= K562 cells =

Human immortalised myelogenous leukemia cell line

K562 cells were the first human immortalised myelogenous leukemia cell line to be established. K562 cells are of the erythroleukemia type, and the cell line is derived from a 53-year-old female chronic myelogenous leukemia patient in blast crisis. The cells are non-adherent and rounded, are positive for the bcr:abl fusion gene, and bear some proteomic resemblance to both undifferentiated granulocytes and erythrocytes.

In culture they exhibit much less clumping than many other suspension lines, presumably due to the downregulation of surface adhesion molecules by bcr:abl. However, another study suggests that bcr:abl over-expression may actually increase cell adherence to cell culture plastic. K562 cells can spontaneously develop characteristics similar to early-stage erythrocytes, granulocytes and monocytes and are easily killed by natural killer cells as they lack the MHC complex required to inhibit NK activity. They also lack any trace of Epstein-Barr virus and other herpesviruses. In addition to the Philadelphia chromosome they also exhibit a second reciprocal translocation between the long arm of chromosome 15 with chromosome 17.

Two sub-lines are available which express MHC class-I A2 and A3.

K562 cells are part of the NCI-60 cancer cell line panel used by the National Cancer Institute.

==K562 cell cycle and regulation==

Many factors and components play a role in the cell cycle of K562 cells in terms of growth, cell differentiation, and apoptosis. The growth of these leukemic cells are controlled by either initiating cell differentiation or apoptosis to occur.

Cell differentiation is induced by the deacetylase activity in these “undifferentiated progenitor cells,” which alters the phenotype and morphology of the K562 cells. The change in phenotype induces a decrease in the growth rate and leads the K562 cells to the terminal path of becoming mature erythroids, monocytes, and mature macrophages. These changes can also drive the leukemic cells to a state of stress, which allows for increased sensitivity of the cells to drugs that initiate apoptosis.

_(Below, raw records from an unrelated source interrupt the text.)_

//! McLachlan correlation between columns.
//!
//! A column x is turned into the N*N table s_x(k,l) = M(x_k, x_l), zero whenever
//! a gap is involved. Two columns are compared by the correlation of their tables:
//! c(x,y) = sum_{k,l} (s_x(k,l) - mean_x)(s_y(k,l) - mean_y) / (stdev_x * stdev_y * N^2).
//! Columns with more than N/10 gaps, or with a constant table, are skipped.
//! Two identical columns have a correlation of exactly 1.
use super::check_alphabet;
use crate::result::Correlation;
use msa_profile::{is_gap, Alignment, Result, ScoringMatrix};
use rayon::prelude::*;

#[derive(Debug, Clone)]
struct PairTable {
    scores: Vec<f64>,
    mean: f64,
    stdev: f64,
}

impl PairTable {
    // The mean and the deviation are taken over the (N - gaps)^2 residue pairs,
    // while the table still holds N^2 cells.
    fn new(column: &[u8], gaps: usize, matrix: &ScoringMatrix) -> Result<Self> {
        let indices = column
            .iter()
            .map(|&s| {
                if is_gap(s) {
                    Ok(None)
                } else {
                    matrix.index(s).map(Some)
                }
            })
            .collect::<Result<Vec<Option<usize>>>>()?;
        let mut scores = Vec::with_capacity(indices.len() * indices.len());
        for k in indices.iter() {
            for l in indices.iter() {
                let score = match (k, l) {
                    (&Some(k), &Some(l)) => matrix.score_by_index(k, l),
                    _ => 0.,
                };
                scores.push(score);
            }
        }
        let pairs = ((column.len() - gaps) * (column.len() - gaps)) as f64;
        if pairs == 0. {
            return Ok(Self {
                scores,
                mean: 0.,
                stdev: 0.,
            });
        }
        let mean = scores.iter().sum::<f64>() / pairs;
        let total: f64 = scores.iter().map(|s| (s - mean).powi(2)).sum();
        let stdev = (total / pairs).sqrt();
        Ok(Self {
            scores,
            mean,
            stdev,
        })
    }
    fn correlation(&self, other: &Self) -> f64 {
        let covariance: f64 = self
            .scores
            .iter()
            .zip(other.scores.iter())
            .map(|(s, t)| (s - self.mean) * (t - other.mean))
            .sum();
        covariance / (self.stdev * other.stdev * self.scores.len() as f64)
    }
}

/// Pairs `x < y` of included columns whose correlation is above `threshold`, in (x,y) order.
pub fn mlc(aln: &Alignment, matrix: &ScoringMatrix, threshold: f64) -> Result<Vec<Correlation>> {
    check_alphabet(aln, matrix)?;
    let max_gap = aln.num_sequences() / 10;
    let columns = (0..aln.num_columns())
        .map(|col| aln.column(col))
        .collect::<Result<Vec<_>>>()?;
    let tables: Vec<Option<PairTable>> = columns
        .par_iter()
        .zip(aln.gap_counts().par_iter())
        .map(|(column, &gaps)| -> Result<Option<PairTable>> {
            if gaps > max_gap {
                return Ok(None);
            }
            let table = PairTable::new(column, gaps, matrix)?;
            Ok(Some(table).filter(|t| t.stdev != 0.))
        })
        .collect::<Result<_>>()?;
    let included: Vec<(usize, &PairTable)> = tables
        .iter()
        .enumerate()
        .filter_map(|(col, table)| table.as_ref().map(|t| (col, t)))
        .collect();
    debug!(
        "{} out of {} columns are compared.",
        included.len(),
        columns.len()
    );
    let correlations: Vec<Vec<Correlation>> = (0..included.len())
        .into_par_iter()
        .map(|i| {
            let (x, table_x) = included[i];
            included[i + 1..]
                .iter()
                .map(|&(y, table_y)| {
                    let value = if columns[x] == columns[y] {
                        1.
                    } else {
                        table_x.correlation(table_y)
                    };
                    Correlation { x, y, value }
                })
                .filter(|c| c.value > threshold)
                .collect()
        })
        .collect();
    Ok(correlations.into_iter().flatten().collect())
}

#[cfg(test)]
mod tests {
    use super::*;
    const TOY: &str = "M rows = ACDE, cols = ACDE
      5.
     -1.      6.
     -2.     -3.      4.
      0.     -1.      2.      7.
";
    #[test]
    fn identical_columns() {
        let matrix = ScoringMatrix::from_reader(TOY.as_bytes()).unwrap();
        let aln = Alignment::from_sequences(&["AAD", "CCE"]).unwrap();
        let pairs = mlc(&aln, &matrix, 0.95).unwrap();
        assert_eq!(pairs, vec![Correlation { x: 0, y: 1, value: 1. }]);
        let pairs = mlc(&aln, &matrix, 0.).unwrap();
        assert_eq!(pairs.len(), 3);
        assert!(pairs.iter().all(|c| c.value <= 1.));
    }
    #[test]
    fn skip_gapped_and_constant() {
        let matrix = ScoringMatrix::from_reader(TOY.as_bytes()).unwrap();
        // N/10 is zero, so the gap in column 1 excludes it. Column 2 is constant.
        let aln = Alignment::from_sequences(&["A-AA", "CCAC"]).unwrap();
        let pairs = mlc(&aln, &matrix, -1.).unwrap();
        assert_eq!(pairs.len(), 1);
        assert_eq!((pairs[0].x, pairs[0].y), (0, 3));
    }
    #[test]
    fn alphabet_mismatch() {
        let matrix = ScoringMatrix::from_reader(TOY.as_bytes()).unwrap();
        let aln = Alignment::from_sequences(&["AW", "CC"]).unwrap();
        assert!(mlc(&aln, &matrix, 0.8).is_err());
    }
}
//! Variability by Wu & Kabat (1970): V(x) = k / n1, where k is the number of
//! symbol types in column x and n1 the count of its most frequent symbol.
//! No sequence weighting.
use msa_profile::Alignment;

pub fn kabat(aln: &Alignment) -> Vec<f64> {
    let seqs = aln.sequences();
    aln.column_types()
        .iter()
        .enumerate()
        .map(|(col, types)| {
            let mut counts = [0usize; 256];
            for seq in seqs {
                counts[seq[col] as usize] += 1;
            }
            let n1 = counts.iter().copied().max().unwrap_or(0).max(1);
            types.len() as f64 / n1 as f64
        })
        .collect()
}
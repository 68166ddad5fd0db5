//! A symmetric matrix stored as its triangle in a single contiguous buffer.
//! `(i, j)` and `(j, i)` address the same cell; the diagonal is stored.

#[derive(Debug, Clone, PartialEq, Serialize, Deserialize)]
pub struct TriangularMatrix<T> {
    width: usize,
    data: Vec<T>,
}

impl<T: Copy + Default> TriangularMatrix<T> {
    pub fn new(width: usize) -> Self {
        Self {
            width,
            data: vec![T::default(); width * (width + 1) / 2],
        }
    }
    /// Build from the upper rows: `rows[i][k]` is the value at `(i, i + 1 + k)`.
    /// The diagonal is left at the default value.
    pub fn from_upper_rows(width: usize, rows: Vec<Vec<T>>) -> Self {
        let mut matrix = Self::new(width);
        for (i, row) in rows.into_iter().enumerate() {
            for (k, value) in row.into_iter().enumerate() {
                matrix.set(i, i + 1 + k, value);
            }
        }
        matrix
    }
    #[inline]
    pub fn index(row: usize, col: usize) -> usize {
        let (i, j) = if row > col { (col, row) } else { (row, col) };
        j * (j + 1) / 2 + i
    }
    #[inline]
    pub fn get(&self, row: usize, col: usize) -> T {
        self.data[Self::index(row, col)]
    }
    #[inline]
    pub fn set(&mut self, row: usize, col: usize, value: T) {
        let idx = Self::index(row, col);
        self.data[idx] = value;
    }
    pub fn width(&self) -> usize {
        self.width
    }
    pub fn as_slice(&self) -> &[T] {
        &self.data
    }
}
use std::path::PathBuf;
use thiserror::Error;

pub type Result<T> = std::result::Result<T, Error>;

#[derive(Debug, Error)]
pub enum Error {
    #[error("cannot open file {}: {source}", .path.display())]
    File {
        path: PathBuf,
        #[source]
        source: std::io::Error,
    },
    #[error("read error: {0}")]
    Io(#[from] std::io::Error),
    #[error("parse error: {0}")]
    Parse(String),
    #[error(
        "multiple alignment alphabet ({alignment}) is not included in score matrix alphabet ({matrix})"
    )]
    AlphabetMismatch { alignment: String, matrix: String },
    #[error("symbol {0:?} is not in the alphabet")]
    SymbolNotFound(char),
    #[error("score matrix is constant (every entry is {0}), normalized scores are undefined")]
    DegenerateMatrix(f64),
    #[error("the multiple alignment is empty")]
    EmptyAlignment,
    #[error("index {index} is out of range (size {size})")]
    IndexOutOfRange { index: usize, size: usize },
}

impl Error {
    pub(crate) fn file<P: Into<PathBuf>>(path: P, source: std::io::Error) -> Self {
        Error::File {
            path: path.into(),
            source,
        }
    }
    pub(crate) fn check_index(index: usize, size: usize) -> Result<()> {
        if index < size {
            Ok(())
        } else {
            Err(Error::IndexOutOfRange { index, size })
        }
    }
}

Pathway of K562 Cell Differentiation

The problem with K562 cells, and many other cancer cell types, is an overabundance of Aurora kinases. These kinases play a role in the formation of spindles, separation of chromosomes, as well as cytokinesis. These functions are necessary in cells in order to divide and regenerate tissues, and play a maintenance role in homeostatic functions. However, the overabundance of Aurora kinases allows for uncontrolled cellular division, resulting in cancer. Inhibiting these is an important regulation mechanism of cancer, because it prevents cells from progressing into mitosis.

Cell Cycle Tailored to K562 Cell Growth and Regulation

Apoptosis is an important mechanism in regulating K562 cells and can be induced by the changes in the metabolic state of the cells. There are many different cellular components involved in the cycle of apoptosis such as BCR/ABL, Bcl-2, Bax protein, and cytochrome C. The tumor suppressor gene p53 is also important in the cell cycle regulation of K562 cells. This gene targets the cyclin-dependent kinase inhibitor, p21, and causes cell differentiation, cell cycle arrest in G1, and ultimately apoptosis. When the levels of these components are thrown off, they can either no longer inhibit apoptosis of the cancer cells, a role fulfilled by BCR/ABL, or they cause apoptosis to be induced, in the same vein as Bax and cytochrome C. These components are key in the mitochondria, and due to this, it has been supported that apoptosis uses the mitochondrial apoptosis pathway. The offset of these cellular components from their balance point causes morphological changes, which result in the K562 cells being arrested in the G2/M phase of the cell cycle. This arrest leads to “shrinkage, blebbing, nuclear fragmentation, chromatin condensing” and other morphological changes that cause the cell to program death at this point.

The ability to induce these changes in K562 cell cycle and cell cycle regulation provides targets for cancer drugs. One of these drugs is Imatinib, which inhibits BCR/ABL causing growth to cease and apoptosis to begin. Another important group of regulators of the K562 line are Sirtuins, referred to as SIRTS. These play a role in cellular stress, metabolism, and autophagy, by interacting with deacetylases activity in the cell. Other methods being focused on in the regulation of K562 cells include therapeutic methods like polyphyllin D, which caused differentiation from the progenitor state to occur, and for apoptosis to begin.